Ormai la moda del “Cloud” è uno stile IT sdoganato in tutto il mondo. Il termine significa “nuvola” ed identifica una rete informatica che mette a disposizioni innumerevoli servizi attraverso la rete internet e disponibili da remoto sotto forma di architettura distribuita. Malgrado ciò che molti possono pensare, il cloud computing non è così recente come si pensa. I primi “comunicator” erano terminali dotati solo di schermo e tastiera i cui dati venivano inviati ad un centro di calcolo remoto.

Il buon senso dovrebbe guidarci su un semplice paradigma: “Ad oggi, una marea dei nostri dati sono in mano a “sconosciuti”: chiamate, foto, posizioni, agende, appuntamenti, spostamenti, numero di volte in cui clicchiamo lo schermo, perfino ciò che si dite finisce sul Cloud e dato in pasto alle IA, che profilano per poi proporre le più svariate pubblicità.
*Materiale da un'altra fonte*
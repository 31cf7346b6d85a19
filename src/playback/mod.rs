use log::debug;

/// Tracks which rendered preview is currently playing.
///
/// The widget allows at most one active preview at a time. The
/// coordinator never touches audio itself; whoever reports a play
/// start is told which handle to stop, best-effort.
#[derive(Debug, Default)]
pub struct PlaybackCoordinator {
    active: Option<String>,
}

impl PlaybackCoordinator {
    pub fn new() -> Self {
        Self::default()
    }

    /// Records `handle` as the active preview and returns the
    /// previously active handle if a different one was playing.
    /// Restarting the active handle stops nothing.
    pub fn register_play_start(&mut self, handle: &str) -> Option<String> {
        let to_stop = match self.active.take() {
            Some(active) if active != handle => Some(active),
            _ => None,
        };

        self.active = Some(handle.to_string());

        if let Some(stopped) = &to_stop {
            debug!("playback switch: stopping {stopped}, starting {handle}");
        }

        to_stop
    }

    /// Clears the slot when the active preview finishes on its own.
    /// Ended notifications for non-active handles are ignored; they
    /// arrive late when a preview was already replaced.
    pub fn register_ended(&mut self, handle: &str) {
        if self.active.as_deref() == Some(handle) {
            self.active = None;
        }
    }

    pub fn active(&self) -> Option<&str> {
        self.active.as_deref()
    }
}
use serde::Deserialize;
use url::Url;

use crate::{
    catalog::error::CatalogError,
    domain::track::{Track, TrackId},
};

/// Public Deezer search endpoint (reached through the relay strategy).
pub const DEEZER_SEARCH_URL: &str = "https://api.deezer.com/search";

/// builds `<base>?q=<query>&limit=<limit>`
pub fn search_url(base: &str, query: &str, limit: u32) -> Result<Url, url::ParseError> {
    let limit = limit.to_string();
    Url::parse_with_params(base, &[("q", query), ("limit", limit.as_str())])
}

/// Deezer wraps results in a `data` array; a bare array is accepted too.
#[derive(Debug, Deserialize)]
#[serde(untagged)]
enum SearchBody {
    Envelope { data: Vec<RawTrack> },
    Bare(Vec<RawTrack>),
}

#[derive(Debug, Deserialize)]
struct RawTrack {
    #[serde(default)]
    id: i64,
    #[serde(default)]
    title: String,
    #[serde(default)]
    preview: String,
    #[serde(default)]
    artist: RawArtist,
    #[serde(default)]
    album: RawAlbum,
}

#[derive(Debug, Default, Deserialize)]
struct RawArtist {
    #[serde(default)]
    name: String,
}

#[derive(Debug, Default, Deserialize)]
struct RawAlbum {
    #[serde(default)]
    title: String,
    #[serde(default)]
    cover_medium: String,
}

impl RawTrack {
    fn into_track(self) -> Track {
        Track {
            id: TrackId(self.id),
            title: self.title,
            artist: self.artist.name,
            album: self.album.title,
            cover_url: self.album.cover_medium,
            preview_url: self.preview,
        }
    }
}

/// Normalizes a search response body into at most `limit` tracks.
///
/// Records are passed through without per-record validation; absent
/// fields become empty values. A body that is neither an envelope nor
/// an array is malformed.
pub fn parse_search_body(body: &str, limit: u32) -> Result<Vec<Track>, CatalogError> {
    let parsed: SearchBody = serde_json::from_str(body)?;

    let raw = match parsed {
        SearchBody::Envelope { data } => data,
        SearchBody::Bare(records) => records,
    };

    let mut tracks: Vec<Track> = raw.into_iter().map(RawTrack::into_track).collect();
    tracks.truncate(limit as usize);

    Ok(tracks)
}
Persino aziende di Cyber Sicurezza pagano stati esteri per fare da SOC ad aziende italiane, ma poiché servono sempre il “dio denaro”, sono destinate a restare sempre un passo indietro, azzoppate dagli idoli che loro stesse servono e venerano”.

La verità è che anche molti esperti del settore tendono a credere che sia possibile demandare a terzi la gestione della propria infrastruttura non dovendosi preoccupare, ad esempio, di tutti quei problemi tecnici legati alla Cyber Sicurezza.

Generalmente “non assumersi le proprie responsabilità” non è mai una grande idea. Non dico che il cloud sia di per sé sbagliato, dico solo che andrebbe utilizzato attentamente applicando ancora più accortezze di quante ne useremmo per il nostro ambiente “on-premises”.

Kerberos

Il protocollo di autenticazione di Microsoft fu sviluppato al Massachusetts Institute of Technology (MIT) e prende il nome dal mitologico mastino a tre teste a guardia dell’ingresso degli inferi, su cui regnava il dio Ade. Ognuna delle teste era in grado di scorgere il passato, il presente ed il futuro.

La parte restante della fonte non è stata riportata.